Records drawn from a dataset
//! SQLite store, used for embedded deployments and tests.

use super::{Dialect, Row, Store};
use crate::error::AppError;
use crate::sql::QueryBuf;
use async_trait::async_trait;
use serde_json::{Map, Value};
use sqlx::sqlite::{SqlitePool, SqlitePoolOptions, SqliteRow};
use sqlx::Row as _;

#[derive(Clone)]
pub struct SqliteStore {
    pub pool: SqlitePool,
}

impl SqliteStore {
    pub fn new(pool: SqlitePool) -> Self {
        SqliteStore { pool }
    }

    /// In-memory database on a single connection, so every query sees the same data.
    pub async fn memory() -> Result<Self, AppError> {
        let pool = SqlitePoolOptions::new()
            .max_connections(1)
            .idle_timeout(None)
            .max_lifetime(None)
            .connect("sqlite::memory:")
            .await?;
        Ok(SqliteStore { pool })
    }

    fn build<'q>(q: &'q QueryBuf) -> sqlx::query::Query<'q, sqlx::Sqlite, sqlx::sqlite::SqliteArguments<'q>> {
        let mut query = sqlx::query(&q.sql);
        for p in &q.params {
            query = query.bind(p.clone());
        }
        query
    }
}

#[async_trait]
impl Store for SqliteStore {
    fn dialect(&self) -> Dialect {
        Dialect::Sqlite
    }

    async fn fetch_all(&self, q: &QueryBuf) -> Result<Vec<Row>, AppError> {
        tracing::debug!(sql = %q.sql, params = ?q.params, "query");
        let rows = Self::build(q).fetch_all(&self.pool).await?;
        Ok(rows.iter().map(row_to_map).collect())
    }

    async fn execute(&self, q: &QueryBuf) -> Result<u64, AppError> {
        tracing::debug!(sql = %q.sql, params = ?q.params, "execute");
        let result = Self::build(q).execute(&self.pool).await?;
        Ok(result.rows_affected())
    }

    async fn execute_raw(&self, sql: &str) -> Result<(), AppError> {
        tracing::debug!(sql = %sql, "execute");
        sqlx::query(sql).execute(&self.pool).await?;
        Ok(())
    }
}

fn row_to_map(row: &SqliteRow) -> Row {
    use sqlx::Column;
    let mut map = Map::new();
    for col in row.columns() {
        let name = col.name();
        map.insert(name.to_string(), cell_to_value(row, name));
    }
    map
}

/// SQLite values are dynamically typed; storage class decides the JSON type.
fn cell_to_value(row: &SqliteRow, name: &str) -> Value {
    if let Ok(Some(n)) = row.try_get::<Option<i64>, _>(name) {
        return Value::Number(n.into());
    }
    if let Ok(Some(n)) = row.try_get::<Option<f64>, _>(name) {
        if let Some(n) = serde_json::Number::from_f64(n) {
            return Value::Number(n);
        }
    }
    if let Ok(Some(s)) = row.try_get::<Option<String>, _>(name) {
        return Value::String(s);
    }
    Value::Null
}
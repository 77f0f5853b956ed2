//! Loading and replacing related records through a field's relationship.

use super::Db;
use crate::error::{AppError, SchemaError};
use crate::model::{is_zero, Record};
use crate::schema::{JoinTable, Relationship, RelationshipKind, Schema};
use crate::sql::{self, BindValue, Direction, Filter};
use serde_json::Value;

impl Db {
    fn relationship<'s>(schema: &'s Schema, field: &str) -> Result<&'s Relationship, AppError> {
        schema.relationship(field).ok_or_else(|| {
            AppError::Schema(SchemaError::InvalidRelationship {
                model: schema.name.clone(),
                field: field.to_string(),
                reason: "not a relationship".into(),
            })
        })
    }

    fn join_table(rel: &Relationship) -> Result<&JoinTable, AppError> {
        rel.join_table.as_ref().ok_or_else(|| {
            AppError::Schema(SchemaError::InvalidRelationship {
                model: rel.model.clone(),
                field: rel.foreign_key.clone(),
                reason: "many2many without join table".into(),
            })
        })
    }

    /// Owner-side key bound with the owner's field type.
    fn owner_key(schema: &Schema, field: &str, record: &Record) -> Result<BindValue, AppError> {
        let key_field = schema.field(field).ok_or_else(|| {
            AppError::Schema(SchemaError::InvalidRelationship {
                model: schema.name.clone(),
                field: field.to_string(),
                reason: "key field missing".into(),
            })
        })?;
        Ok(key_field.bind_value(record.get(field).unwrap_or(&Value::Null))?)
    }

    /// Loads the related value of `field`: an object (or null) for belongs-to and has-one,
    /// a list for has-many and many-to-many.
    pub async fn find_association(&self, model: &str, record: &Record, field: &str) -> Result<Value, AppError> {
        let schema = self.schema(model)?;
        let rel = Self::relationship(&schema, field)?;
        let target = self.schema(&rel.model)?;
        match rel.kind {
            RelationshipKind::BelongsTo => {
                let fk = record.get(&rel.foreign_key).cloned().unwrap_or(Value::Null);
                if is_zero(&fk) {
                    return Ok(Value::Null);
                }
                let column = column_of(&target, &rel.association_key)?;
                let key = Self::owner_key(&schema, &rel.foreign_key, record)?;
                self.first_or_null(&rel.model, &Filter::new().eq(column, key)).await
            }
            RelationshipKind::HasOne => {
                let column = column_of(&target, &rel.foreign_key)?;
                let key = Self::owner_key(&schema, &rel.association_key, record)?;
                self.first_or_null(&rel.model, &Filter::new().eq(column, key)).await
            }
            RelationshipKind::HasMany => {
                let column = column_of(&target, &rel.foreign_key)?;
                let key = Self::owner_key(&schema, &rel.association_key, record)?;
                let order = target.prioritized_primary_field().db_name.clone();
                let rows = self
                    .find(&rel.model, &Filter::new().eq(column, key), Some((order.as_str(), Direction::Asc)))
                    .await?;
                Ok(Value::Array(rows.into_iter().map(Value::Object).collect()))
            }
            RelationshipKind::Many2Many => {
                let join = Self::join_table(rel)?;
                let owner = Self::owner_key(&schema, &rel.foreign_key, record)?;
                let q = sql::select(
                    &join.table,
                    &[join.association_foreign_key.as_str()],
                    &Filter::new().eq(join.foreign_key.clone(), owner),
                    None,
                    None,
                );
                let rows = self.store.fetch_all(&q).await?;
                let key_field = target.field(&rel.association_key).ok_or_else(|| {
                    AppError::Schema(SchemaError::NoPrimaryKey { model: target.name.clone() })
                })?;
                let keys = rows
                    .iter()
                    .filter_map(|r| r.get(&join.association_foreign_key))
                    .map(|v| key_field.bind_value(v))
                    .collect::<Result<Vec<_>, _>>()?;
                if keys.is_empty() {
                    return Ok(Value::Array(Vec::new()));
                }
                let column = key_field.db_name.clone();
                let order = target.prioritized_primary_field().db_name.clone();
                let rows = self
                    .find(&rel.model, &Filter::new().is_in(column, keys), Some((order.as_str(), Direction::Asc)))
                    .await?;
                Ok(Value::Array(rows.into_iter().map(Value::Object).collect()))
            }
        }
    }

    async fn first_or_null(&self, model: &str, filter: &Filter) -> Result<Value, AppError> {
        match self.first(model, filter).await {
            Ok(found) => Ok(Value::Object(found)),
            Err(AppError::RecordNotFound) => Ok(Value::Null),
            Err(e) => Err(e),
        }
    }

    /// Replaces the whole many-to-many set of `field` with `targets`.
    pub async fn replace_association(
        &self,
        model: &str,
        record: &Record,
        field: &str,
        targets: &[Record],
    ) -> Result<(), AppError> {
        let schema = self.schema(model)?;
        let rel = Self::relationship(&schema, field)?;
        if rel.kind != RelationshipKind::Many2Many {
            return Err(AppError::BadRequest(format!(
                "{}.{}: only many2many associations can be replaced",
                model, field
            )));
        }
        let join = Self::join_table(rel)?;
        let owner = Self::owner_key(&schema, &rel.foreign_key, record)?;
        let q = sql::delete(&join.table, &Filter::new().eq(join.foreign_key.clone(), owner));
        self.store.execute(&q).await?;
        let owner_value = record.get(&rel.foreign_key).cloned().unwrap_or(Value::Null);
        for target in targets {
            self.link(&schema, field, &owner_value, target).await?;
        }
        Ok(())
    }

    /// Inserts the join row linking owner and target unless it already exists.
    pub(crate) async fn link(
        &self,
        schema: &Schema,
        field: &str,
        owner_value: &Value,
        target: &Record,
    ) -> Result<(), AppError> {
        let rel = Self::relationship(schema, field)?;
        let join = Self::join_table(rel)?;
        let target_schema = self.schema(&rel.model)?;
        let owner_field = schema.field(&rel.foreign_key).ok_or_else(|| {
            AppError::Schema(SchemaError::NoPrimaryKey { model: schema.name.clone() })
        })?;
        let target_field = target_schema.field(&rel.association_key).ok_or_else(|| {
            AppError::Schema(SchemaError::NoPrimaryKey { model: target_schema.name.clone() })
        })?;
        let owner = owner_field.bind_value(owner_value)?;
        let assoc = target_field.bind_value(target.get(&rel.association_key).unwrap_or(&Value::Null))?;
        let filter = Filter::new()
            .eq(join.foreign_key.clone(), owner.clone())
            .eq(join.association_foreign_key.clone(), assoc.clone());
        if self.store.fetch_count(&sql::count(&join.table, &filter)).await? > 0 {
            return Ok(());
        }
        let q = sql::insert(
            &join.table,
            vec![
                (join.foreign_key.clone(), owner),
                (join.association_foreign_key.clone(), assoc),
            ],
            &[],
        );
        self.store.execute(&q).await?;
        Ok(())
    }
}

fn column_of(schema: &Schema, field: &str) -> Result<String, AppError> {
    schema
        .field(field)
        .filter(|f| f.is_column())
        .map(|f| f.db_name.clone())
        .ok_or_else(|| {
            AppError::Schema(SchemaError::InvalidRelationship {
                model: schema.name.clone(),
                field: field.to_string(),
                reason: "not a column".into(),
            })
        })
}
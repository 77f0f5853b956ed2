//! Request extractors: caller roles and submitted values.

pub mod roles;
pub mod submission;

pub use roles::*;
pub use submission::*;
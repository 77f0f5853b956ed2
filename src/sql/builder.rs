//! Builds parameterized SELECT, COUNT, INSERT, UPDATE and DELETE statements.

use super::filter::{Direction, Filter};
use super::params::BindValue;

/// Quote identifier (safe: only from model definitions).
pub(crate) fn quoted(s: &str) -> String {
    format!("\"{}\"", s.replace('"', "\"\""))
}

fn column_list(columns: &[&str]) -> String {
    columns
        .iter()
        .map(|c| quoted(c))
        .collect::<Vec<_>>()
        .join(", ")
}

#[derive(Clone, Debug, Default)]
pub struct QueryBuf {
    pub sql: String,
    pub params: Vec<BindValue>,
}

impl QueryBuf {
    pub(crate) fn push_param(&mut self, v: BindValue) -> u32 {
        self.params.push(v);
        self.params.len() as u32
    }
}

pub fn select(
    table: &str,
    columns: &[&str],
    filter: &Filter,
    order: Option<(&str, Direction)>,
    limit: Option<u32>,
) -> QueryBuf {
    let mut q = QueryBuf::default();
    q.sql = format!("SELECT {} FROM {}", column_list(columns), quoted(table));
    filter.push_where(table, &mut q);
    if let Some((column, direction)) = order {
        let dir = match direction {
            Direction::Asc => "ASC",
            Direction::Desc => "DESC",
        };
        q.sql
            .push_str(&format!(" ORDER BY {}.{} {}", quoted(table), quoted(column), dir));
    }
    if let Some(n) = limit {
        q.sql.push_str(&format!(" LIMIT {}", n));
    }
    q
}

pub fn count(table: &str, filter: &Filter) -> QueryBuf {
    let mut q = QueryBuf::default();
    q.sql = format!("SELECT COUNT(*) AS \"count\" FROM {}", quoted(table));
    filter.push_where(table, &mut q);
    q
}

/// INSERT with RETURNING so generated keys come back in the same round trip.
pub fn insert(table: &str, values: Vec<(String, BindValue)>, returning: &[&str]) -> QueryBuf {
    let mut q = QueryBuf::default();
    if values.is_empty() {
        q.sql = format!("INSERT INTO {} DEFAULT VALUES", quoted(table));
    } else {
        let cols: Vec<String> = values.iter().map(|(c, _)| quoted(c)).collect();
        let placeholders: Vec<String> = values
            .into_iter()
            .map(|(_, v)| format!("${}", q.push_param(v)))
            .collect();
        q.sql = format!(
            "INSERT INTO {} ({}) VALUES ({})",
            quoted(table),
            cols.join(", "),
            placeholders.join(", ")
        );
    }
    if !returning.is_empty() {
        q.sql.push_str(&format!(" RETURNING {}", column_list(returning)));
    }
    q
}

pub fn update(table: &str, values: Vec<(String, BindValue)>, filter: &Filter) -> QueryBuf {
    let mut q = QueryBuf::default();
    let sets: Vec<String> = values
        .into_iter()
        .map(|(c, v)| format!("{} = ${}", quoted(&c), q.push_param(v)))
        .collect();
    q.sql = format!("UPDATE {} SET {}", quoted(table), sets.join(", "));
    filter.push_where(table, &mut q);
    q
}

pub fn delete(table: &str, filter: &Filter) -> QueryBuf {
    let mut q = QueryBuf::default();
    q.sql = format!("DELETE FROM {}", quoted(table));
    filter.push_where(table, &mut q);
    q
}
//! Service routes: liveness, readiness against the store, build version.

use crate::state::AppState;
use crate::store::Dialect;
use axum::{extract::State, http::StatusCode, routing::get, Json, Router};
use serde::Serialize;
use serde_json::{json, Value};

#[derive(Serialize)]
struct Readiness {
    status: &'static str,
    dialect: &'static str,
    resources: usize,
}

async fn health() -> Json<Value> {
    Json(json!({ "status": "ok" }))
}

async fn ready(State(state): State<AppState>) -> (StatusCode, Json<Readiness>) {
    let store = state.admin.db().store();
    let dialect = match store.dialect() {
        Dialect::Postgres => "postgres",
        Dialect::Sqlite => "sqlite",
    };
    let (code, status) = match store.ping().await {
        Ok(()) => (StatusCode::OK, "ok"),
        Err(e) => {
            tracing::warn!(error = %e, dialect, "store ping failed");
            (StatusCode::SERVICE_UNAVAILABLE, "unavailable")
        }
    };
    let body = Readiness {
        status,
        dialect,
        resources: state.admin.resources().count(),
    };
    (code, Json(body))
}

async fn version() -> Json<Value> {
    Json(json!({
        "name": env!("CARGO_PKG_NAME"),
        "version": env!("CARGO_PKG_VERSION")
    }))
}

/// GET /health, GET /ready, GET /version.
pub fn common_routes(state: AppState) -> Router {
    Router::new()
        .route("/health", get(health))
        .route("/ready", get(ready))
        .route("/version", get(version))
        .with_state(state)
}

Problem requirements
Exactly one number is the answer: how many lines of the entries contain the string "reason".

Your response
4